Apesar de receber várias ofertas de colecionadores e bancos de imagens estrangeiros, Luiz Alfredo desejava que o material histórico ficasse no país e contribuísse para a memória da psiquiatria brasileira. Em 2006, após grandes percalços, já que os negativos enviados para a Fhemig pelo correio ficaram perdidos por cinco dias no malote que estava entre uma carga roubada, a Prefeitura de Barbacena adquiriu o material, vendido por preço simbólico. As imagens passaram a integrar o acervo da Fundação Municipal de Cultura de Barbacena. "As matérias que nos tocaram, nos envolveram, a gente vive com elas. Esse material, como o do Guignard, queria deixar no nicho dele. Estive para vender as imagens para a França, mas preferi deixá-las no Museu da Loucura. Algumas dessas fotos mostravam a loucura dos maus-tratos, como se fossem cenas do nazismo. Aquilo foi o realismo flagrado. Daqui a cem anos, os meus bisnetos vão ver que eu registrei aquilo", comenta.

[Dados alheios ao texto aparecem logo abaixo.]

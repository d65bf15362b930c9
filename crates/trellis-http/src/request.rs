//! HTTP request type.
//!
//! [`HttpRequest`] provides access to the request method, path, headers,
//! query parameters, and form-encoded POST data. Instances are created from
//! incoming axum request parts at the server boundary, or via the builder in
//! tests.

use http::{HeaderMap, Method};

use crate::querydict::QueryDict;

/// An incoming HTTP request.
///
/// The raw path is kept as received; route-matching normalization happens
/// inside the router, not here.
///
/// # Examples
///
/// ```
/// use trellis_http::HttpRequest;
///
/// let request = HttpRequest::builder()
///     .method(http::Method::GET)
///     .path("/user/42")
///     .query_string("page=1")
///     .build();
///
/// assert_eq!(request.method(), &http::Method::GET);
/// assert_eq!(request.path(), "/user/42");
/// assert_eq!(request.get().get("page"), Some("1"));
/// ```
#[derive(Debug, Clone)]
pub struct HttpRequest {
    method: Method,
    path: String,
    query_string: String,
    content_type: Option<String>,
    get: QueryDict,
    post: QueryDict,
    headers: HeaderMap,
    body: Vec<u8>,
}

impl HttpRequest {
    /// Creates a new [`HttpRequestBuilder`].
    pub fn builder() -> HttpRequestBuilder {
        HttpRequestBuilder::default()
    }

    /// Creates an `HttpRequest` from axum request parts and body bytes.
    ///
    /// Form-encoded bodies (`application/x-www-form-urlencoded`) are parsed
    /// into the POST dictionary; other body types are kept raw.
    pub fn from_axum(parts: http::request::Parts, body: Vec<u8>) -> Self {
        let path = parts.uri.path().to_string();
        let query_string = parts.uri.query().unwrap_or("").to_string();
        let get = QueryDict::parse(&query_string);

        let content_type = parts
            .headers
            .get(http::header::CONTENT_TYPE)
            .and_then(|v| v.to_str().ok())
            .map(String::from);

        let post = if content_type
            .as_deref()
            .is_some_and(|ct| ct.starts_with("application/x-www-form-urlencoded"))
        {
            QueryDict::parse(&String::from_utf8_lossy(&body))
        } else {
            QueryDict::new()
        };

        Self {
            method: parts.method,
            path,
            query_string,
            content_type,
            get,
            post,
            headers: parts.headers,
            body,
        }
    }

    /// Returns the HTTP method.
    pub const fn method(&self) -> &Method {
        &self.method
    }

    /// Returns the raw request path (without query string).
    pub fn path(&self) -> &str {
        &self.path
    }

    /// Returns the raw query string (without the leading `?`).
    pub fn query_string(&self) -> &str {
        &self.query_string
    }

    /// Returns the content type of the request body, if set.
    pub fn content_type(&self) -> Option<&str> {
        self.content_type.as_deref()
    }

    /// Returns the parsed query string parameters.
    pub const fn get(&self) -> &QueryDict {
        &self.get
    }

    /// Returns the parsed form-encoded POST parameters.
    pub const fn post(&self) -> &QueryDict {
        &self.post
    }

    /// Returns the request headers.
    pub const fn headers(&self) -> &HeaderMap {
        &self.headers
    }

    /// Returns the raw request body.
    pub fn body(&self) -> &[u8] {
        &self.body
    }

    /// Returns the value of the named cookie, if present.
    pub fn cookie(&self, name: &str) -> Option<String> {
        let header = self
            .headers
            .get(http::header::COOKIE)
            .and_then(|v| v.to_str().ok())?;

        for cookie in header.split(';') {
            let cookie = cookie.trim();
            if let Some(value) = cookie.strip_prefix(name) {
                if let Some(value) = value.strip_prefix('=') {
                    return Some(value.to_string());
                }
            }
        }
        None
    }
}

/// Builder for [`HttpRequest`], primarily for tests and handlers invoked
/// outside a live server.
#[derive(Debug, Default)]
pub struct HttpRequestBuilder {
    method: Option<Method>,
    path: Option<String>,
    query_string: Option<String>,
    content_type: Option<String>,
    headers: HeaderMap,
    body: Vec<u8>,
    form: Vec<(String, String)>,
}

impl HttpRequestBuilder {
    /// Sets the HTTP method (default: GET).
    #[must_use]
    pub fn method(mut self, method: Method) -> Self {
        self.method = Some(method);
        self
    }

    /// Sets the request path (default: `/`).
    #[must_use]
    pub fn path(mut self, path: impl Into<String>) -> Self {
        self.path = Some(path.into());
        self
    }

    /// Sets the query string (without the leading `?`).
    #[must_use]
    pub fn query_string(mut self, query_string: impl Into<String>) -> Self {
        self.query_string = Some(query_string.into());
        self
    }

    /// Sets the content type.
    #[must_use]
    pub fn content_type(mut self, content_type: impl Into<String>) -> Self {
        self.content_type = Some(content_type.into());
        self
    }

    /// Adds a header. Invalid names or values are silently skipped.
    #[must_use]
    pub fn header(mut self, name: &str, value: &str) -> Self {
        if let (Ok(name), Ok(value)) = (
            http::header::HeaderName::try_from(name),
            http::header::HeaderValue::from_str(value),
        ) {
            self.headers.insert(name, value);
        }
        self
    }

    /// Sets the raw body.
    #[must_use]
    pub fn body(mut self, body: Vec<u8>) -> Self {
        self.body = body;
        self
    }

    /// Adds a form field to the POST dictionary.
    #[must_use]
    pub fn form_field(mut self, key: impl Into<String>, value: impl Into<String>) -> Self {
        self.form.push((key.into(), value.into()));
        self
    }

    /// Builds the request.
    pub fn build(self) -> HttpRequest {
        let query_string = self.query_string.unwrap_or_default();
        let get = QueryDict::parse(&query_string);

        let mut post = QueryDict::new();
        for (key, value) in &self.form {
            post.append(key, value);
        }

        HttpRequest {
            method: self.method.unwrap_or(Method::GET),
            path: self.path.unwrap_or_else(|| "/".to_string()),
            query_string,
            content_type: self.content_type,
            get,
            post,
            headers: self.headers,
            body: self.body,
        }
    }
}

#[cfg(test)]
mod tests {
    use super::*;

    #[test]
    fn test_builder_defaults() {
        let request = HttpRequest::builder().build();
        assert_eq!(request.method(), &Method::GET);
        assert_eq!(request.path(), "/");
        assert!(request.get().is_empty());
        assert!(request.post().is_empty());
        assert!(request.body().is_empty());
    }

    #[test]
    fn test_builder_query_string_parsed() {
        let request = HttpRequest::builder()
            .query_string("a=1&b=two")
            .build();
        assert_eq!(request.get().get("a"), Some("1"));
        assert_eq!(request.get().get("b"), Some("two"));
    }

    #[test]
    fn test_builder_form_fields() {
        let request = HttpRequest::builder()
            .method(Method::POST)
            .form_field("name", "alice")
            .form_field("email", "a@example.com")
            .build();
        assert_eq!(request.post().get("name"), Some("alice"));
        assert_eq!(request.post().get("email"), Some("a@example.com"));
    }

    #[test]
    fn test_cookie_parsing() {
        let request = HttpRequest::builder()
            .header("cookie", "session=abc; csrf_token=xyz123")
            .build();
        assert_eq!(request.cookie("csrf_token"), Some("xyz123".to_string()));
        assert_eq!(request.cookie("session"), Some("abc".to_string()));
        assert_eq!(request.cookie("missing"), None);
    }

    #[test]
    fn test_from_axum_parses_form_body() {
        let (parts, ()) = http::Request::builder()
            .method(Method::POST)
            .uri("/contact?src=footer")
            .header("content-type", "application/x-www-form-urlencoded")
            .body(())
            .unwrap()
            .into_parts();

        let request = HttpRequest::from_axum(parts, b"name=bob&message=hi+there".to_vec());
        assert_eq!(request.path(), "/contact");
        assert_eq!(request.get().get("src"), Some("footer"));
        assert_eq!(request.post().get("name"), Some("bob"));
        assert_eq!(request.post().get("message"), Some("hi there"));
    }

    #[test]
    fn test_from_axum_non_form_body_kept_raw() {
        let (parts, ()) = http::Request::builder()
            .method(Method::POST)
            .uri("/api")
            .header("content-type", "application/json")
            .body(())
            .unwrap()
            .into_parts();

        let request = HttpRequest::from_axum(parts, b"{\"k\":1}".to_vec());
        assert!(request.post().is_empty());
        assert_eq!(request.body(), b"{\"k\":1}");
    }
}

Acostumado a contar histórias, Luiz Alfredo emociona-se por fazer parte dela. "Sinto-me compensado, porque esse material ajudou a criar uma nova visão sobre a internação, sobre o modelo assistencial. Eu participei. Sou grato, porque é gostoso saber que pude ajudar alguém. Essas imagens se não estivessem comigo, poderiam ter desaparecido. Que bom ter guardado esses negativos."
Carnes usadas para alimentar os internos eram cortadas no chão em área aberta
Covas rasas expõem ossos de vítimas
"Dona, não entra aí, tem macumba", gritou André dos Santos, menino de 8 anos que mora em frente ao Cemitério da Paz. Sem portão, o que se vê é uma área de oito mil metros quadrados tomada por mato alto e detritos. Por entre as sepulturas, há preservativos usados e restos de latas de alumínio utilizadas no consumo de crack. Este é o local onde são mantidos os cerca de 60 mil mortos da Colônia. Enterradas em covas rasas, as vítimas de tratamento cruel e desumano não alcançaram respeito nem na morte. Seus túmulos vêm sendo depredados ao longo do tempo e nem mesmo os ossos revelados conseguiram reverter o descaso imposto aos excluídos sociais.
Construído junto com o Hospital Colônia, no início do século XX, o Cemitério da Paz, cuja área pertence à Fundação Hospitalar do Estado de Minas Gerais, está desativado desde o final da década de 80. A explicação do psiquiatra Jairo Toledo é que o terreno saturou. "Como ele não absorvia mais a demanda, nós o desativamos. O cemitério foi criado praticamente junto com o hospital, por isso, a leitura que faço é que os doidos, assim como os negros, não eram enterrados junto com os normais", acredita Toledo, ao referir-se à discriminação imposta àquela população.
Considerado um território de grande valor histórico, o Cemitério da Paz já poderia ter seu cenário modificado. No final de 2007, a Prefeitura de Barbacena, com o apoio do Instituto Estadual do Patrimônio Histórico e Artístico de Minas Gerais (Iepha), lançou um concurso nacional para criar naquele espaço abandonado um Memorial de Rosas, unindo assim os dois símbolos da cidade: a loucura e as flores, já que o município tornou-se um dos maiores exportadores de rosas do país.
O objetivo do memorial, que ainda está no papel, é transformar o local em marco da história da psiquiatria mineira. O projeto vencedor criou uma passarela suspensa no terreno, preservando o passado. "O projeto conserva os túmulos e não tem interferência religiosa e nem jurídica. Ele propõe uma revitalização daquele espaço e conclui uma etapa dos porões da loucura. O governo precisa ser sensibilizado sobre a importância de o memorial ser concluído", afirma Toledo. Para viabilizar a obra, são necessários investimentos na ordem de R$ 3 milhões.